• Try it
Count each line below that has "same" anywhere in it. Answer with the total alone.

• Supplied material
┌────────

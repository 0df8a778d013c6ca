//! Extension trait surfaces.
//!
//! This crate defines the host-independent shape of a SQL extension:
//! - [`VirtualTable`] / [`VirtualTableCursor`] for table-valued modules
//! - [`ScalarFunction`] for row-level functions
//!
//! plus a [`FunctionRegistry`] that collects scalar functions keyed by
//! `(name, num_args)`. Host bindings walk the registry to install every
//! function on a connection.
#![allow(clippy::unnecessary_literal_bound)]

use std::collections::HashMap;
use std::sync::Arc;

pub mod scalar;
pub mod vtab;

pub use scalar::ScalarFunction;
pub use vtab::{
    ColumnContext, ConstraintOp, IndexConstraint, IndexConstraintUsage, IndexInfo, IndexOrderBy,
    VirtualTable, VirtualTableCursor,
};

/// Lookup key for functions: `(UPPERCASE name, num_args)`.
///
/// `-1` for `num_args` means variadic.
#[derive(Debug, Clone, Hash, Eq, PartialEq)]
pub struct FunctionKey {
    pub name: String,
    pub num_args: i32,
}

impl FunctionKey {
    /// Create a key with the name canonicalized to uppercase.
    #[must_use]
    pub fn new(name: &str, num_args: i32) -> Self {
        Self {
            name: canonical_name(name),
            num_args,
        }
    }
}

fn canonical_name(name: &str) -> String {
    name.to_ascii_uppercase()
}

/// Registry of scalar functions keyed by `(name, num_args)`. Registering a
/// second function under the same case-insensitive key replaces the first.
#[derive(Default)]
pub struct FunctionRegistry {
    scalars: HashMap<FunctionKey, Arc<dyn ScalarFunction>>,
}

impl FunctionRegistry {
    /// Create an empty registry.
    #[must_use]
    pub fn new() -> Self {
        Self::default()
    }

    /// Register a scalar function. Returns the function previously stored
    /// under the same key, if any.
    pub fn register_scalar<F>(&mut self, function: F) -> Option<Arc<dyn ScalarFunction>>
    where
        F: ScalarFunction + 'static,
    {
        let key = FunctionKey::new(function.name(), function.num_args());
        self.scalars.insert(key, Arc::new(function))
    }

    /// Iterate over every registered scalar function.
    pub fn scalars(&self) -> impl Iterator<Item = &Arc<dyn ScalarFunction>> {
        self.scalars.values()
    }

    /// Number of registered scalar functions.
    #[must_use]
    pub fn len(&self) -> usize {
        self.scalars.len()
    }

    #[must_use]
    pub fn is_empty(&self) -> bool {
        self.scalars.is_empty()
    }
}
//! Legacy storage engine seam.
//!
//! [`JetEngine`] and [`JetTable`] mirror the slice of the JET (ESENT) API the
//! adapter relies on: instance/session/database lifecycle, catalog
//! enumeration, and move/retrieve navigation on a record cursor.
//! [`MemoryEngine`] implements them in-process; [`EsentEngine`] binds the
//! Windows `esent.dll`.

pub mod handles;
pub mod memory;
pub mod traits;
#[cfg(windows)]
pub mod windows;

pub use handles::{
    CatalogColumn, CatalogIndexColumn, ColumnId, DatabaseId, InstanceId, JetError, JetResult,
    Movement, Retrieved, SessionId,
};
pub use memory::{EngineStep, MemoryEngine, MemoryRecordCursor};
pub use traits::{JetEngine, JetTable};
#[cfg(windows)]
pub use windows::{EsentEngine, EsentRecordCursor};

└────────

• Written solution
2